HUNTER/GATHERER SOCIETIES

Code: ALGY228

Credits: 15

Semester: Semester 1

Before the development of agriculture all humans lived by hunting, gathering and fishing. Today, this way of living has largely disappeared. Colonisation, urbanisation and globalisation have collectively disrupted and altered the lives of all but a very few hunter-gatherers. Despite the considerable impact of these external forces, hunter-gatherer communities remain a primary source of knowledge for building hypotheses about how earlier humans may have lived.

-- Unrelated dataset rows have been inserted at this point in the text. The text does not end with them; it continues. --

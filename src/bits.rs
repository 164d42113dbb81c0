//------------ Stride plan and bit helpers -----------------------------------
//
// §4.1 of the design notes. `AddressFamily::Repr` already holds the whole
// key in one machine word, so the extraction here is shift-and-mask over
// that word rather than the byte-at-a-time cursor a variable-length bit
// string would need.

use crate::af::AddressFamily;

/// An immutable per-table plan of stride widths, one entry per trie level.
///
/// Built once in `Table::new` and never recomputed afterwards (§2c).
#[derive(Debug, Clone)]
pub struct StridePlan {
    /// Per-level stride width in bits.
    strides: Vec<u8>,
    /// Cumulative bit width through level `l`, i.e. `tl[l] = strides[0] +
    /// .. + strides[l]`.
    tl: Vec<u8>,
    addr_bits: u8,
}

impl StridePlan {
    pub fn new(strides: &[u8], addr_bits: u8) -> Result<Self, crate::route::PrefixError> {
        use crate::route::PrefixError;

        if strides.is_empty() {
            return Err(PrefixError::StrideSumMismatch {
                sum: 0,
                expected: addr_bits,
            });
        }

        let mut tl = Vec::with_capacity(strides.len());
        let mut acc: u16 = 0;
        for (level, &s) in strides.iter().enumerate() {
            if s == 0 {
                return Err(PrefixError::ZeroStride { level });
            }
            if s > 24 {
                return Err(PrefixError::StrideTooWide { level, stride: s });
            }
            acc += s as u16;
            tl.push(acc as u8);
        }
        if acc != addr_bits as u16 {
            return Err(PrefixError::StrideSumMismatch {
                sum: acc,
                expected: addr_bits,
            });
        }

        Ok(Self {
            strides: strides.to_vec(),
            tl,
            addr_bits,
        })
    }

    pub fn levels(&self) -> usize {
        self.strides.len()
    }

    pub fn stride_len(&self, level: usize) -> u8 {
        self.strides[level]
    }

    /// Cumulative bit width through (and including) `level`.
    pub fn cum_len(&self, level: usize) -> u8 {
        self.tl[level]
    }

    /// Cumulative bit width up to (excluding) `level`; 0 at the root.
    pub fn start_bit(&self, level: usize) -> u8 {
        if level == 0 {
            0
        } else {
            self.tl[level - 1]
        }
    }

    pub fn addr_bits(&self) -> u8 {
        self.addr_bits
    }

    /// The trie level whose heap holds prefixes of length `plen`.
    ///
    /// `plen == 0` is always level 0 (the table default lives in the root's
    /// `heap[1]`).
    pub fn plen_to_level(&self, plen: u8) -> usize {
        if plen == 0 {
            return 0;
        }
        for (level, &cum) in self.tl.iter().enumerate() {
            if plen <= cum {
                return level;
            }
        }
        unreachable!("plen {} exceeds address width {}", plen, self.addr_bits)
    }
}

/// Compute the in-node base index for a prefix of in-stride length `p`
/// given the full `sl`-bit stride value `stride_val` (unshifted, i.e. the
/// low `sl` bits hold the stride). Only the top `p` bits of the stride are
/// significant.
pub fn base_index_for_stride(stride_val: u32, sl: u8, p: u8) -> u32 {
    if p == 0 {
        1
    } else {
        (stride_val >> (sl - p)) + (1u32 << p)
    }
}

/// `fringeIndex`: the base index of the full `sl`-bit stride, i.e. the
/// fringe slot `stride_val + 2^sl`.
pub fn fringe_index(stride_val: u32, sl: u8) -> u32 {
    stride_val + (1u32 << sl)
}

/// Extract the `sl`-bit stride for `net` starting at bit `start_bit`.
pub fn extract_stride<AF: AddressFamily>(net: AF, start_bit: u8, sl: u8) -> u32 {
    AF::get_nibble(net, start_bit, sl)
}

/// Compare the first `plen` bits of two keys.
pub fn cmp_addr<AF: AddressFamily>(a: AF, b: AF, plen: u8) -> bool {
    a.matches_prefix(b, plen)
}

/// The smallest level at or below `max_level` whose stride contains the
/// first bit at which `a` and `b` diverge. Used by the path-compressed
/// trie to find where to interpose a new heap when two cached prefixes
/// mismatch (§4.5).
pub fn first_diff_level<AF: AddressFamily>(
    plan: &StridePlan,
    a: AF,
    b: AF,
    max_level: usize,
) -> usize {
    for level in 0..=max_level {
        if !a.matches_prefix(b, plan.cum_len(level)) {
            return level;
        }
    }
    max_level
}

#[cfg(test)]
mod tests {
    use super::*;

    #[test]
    fn stride_plan_rejects_mismatched_sum() {
        assert!(StridePlan::new(&[8, 8, 8], 32).is_err());
    }

    #[test]
    fn stride_plan_rejects_zero_stride() {
        assert!(StridePlan::new(&[8, 0, 24], 32).is_err());
    }

    #[test]
    fn stride_plan_rejects_wide_stride() {
        assert!(StridePlan::new(&[25, 7], 32).is_err());
    }

    #[test]
    fn stride_plan_accepts_valid() {
        let p = StridePlan::new(&[16, 8, 8], 32).unwrap();
        assert_eq!(p.levels(), 3);
        assert_eq!(p.cum_len(0), 16);
        assert_eq!(p.cum_len(2), 32);
        assert_eq!(p.start_bit(1), 16);
    }

    #[test]
    fn plen_to_level_boundaries() {
        let p = StridePlan::new(&[16, 8, 8], 32).unwrap();
        assert_eq!(p.plen_to_level(0), 0);
        assert_eq!(p.plen_to_level(1), 0);
        assert_eq!(p.plen_to_level(16), 0);
        assert_eq!(p.plen_to_level(17), 1);
        assert_eq!(p.plen_to_level(24), 1);
        assert_eq!(p.plen_to_level(25), 2);
        assert_eq!(p.plen_to_level(32), 2);
    }

    #[test]
    fn base_index_fringe_matches_formula() {
        // sl = 4, full stride value 0b1010, should land at fringe 16 + 10.
        assert_eq!(base_index_for_stride(0b1010, 4, 4), 0b1010 + 16);
        assert_eq!(fringe_index(0b1010, 4), 0b1010 + 16);
    }

    #[test]
    fn base_index_non_fringe() {
        // sl = 4, prefix length 2 out of a stride value 0b1011, top 2 bits
        // are 0b10 -> base index 2 + 0b10 = 6.
        assert_eq!(base_index_for_stride(0b1011, 4, 2), 0b10 + 4);
    }
}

We as archaeologists are becoming increasingly aware of the limitations of the ethnographic record of historic and current hunter-gatherers for interpreting the past. Used with caution, however, this body of information can help us think about how prehistoric hunter-gatherers might have organised their lives and solved basic problems of making a living, raising children and resolving conflicts within and between communities. Over the next few weeks we’ll take a comparative approach which means looking at a variety of hunter-gatherer societies living from the tropics to the Arctic to see what they have in common and what areas of their lives differ. We’ll be looking for patterns in adaptations that might be useful for thinking about how prehistoric hunter gatherers may have lived, and how we can test those models given the many limitations of the ethnographic record. There is a deeper purpose to this course and that is to raise our awareness that there are, and were, different ways of living.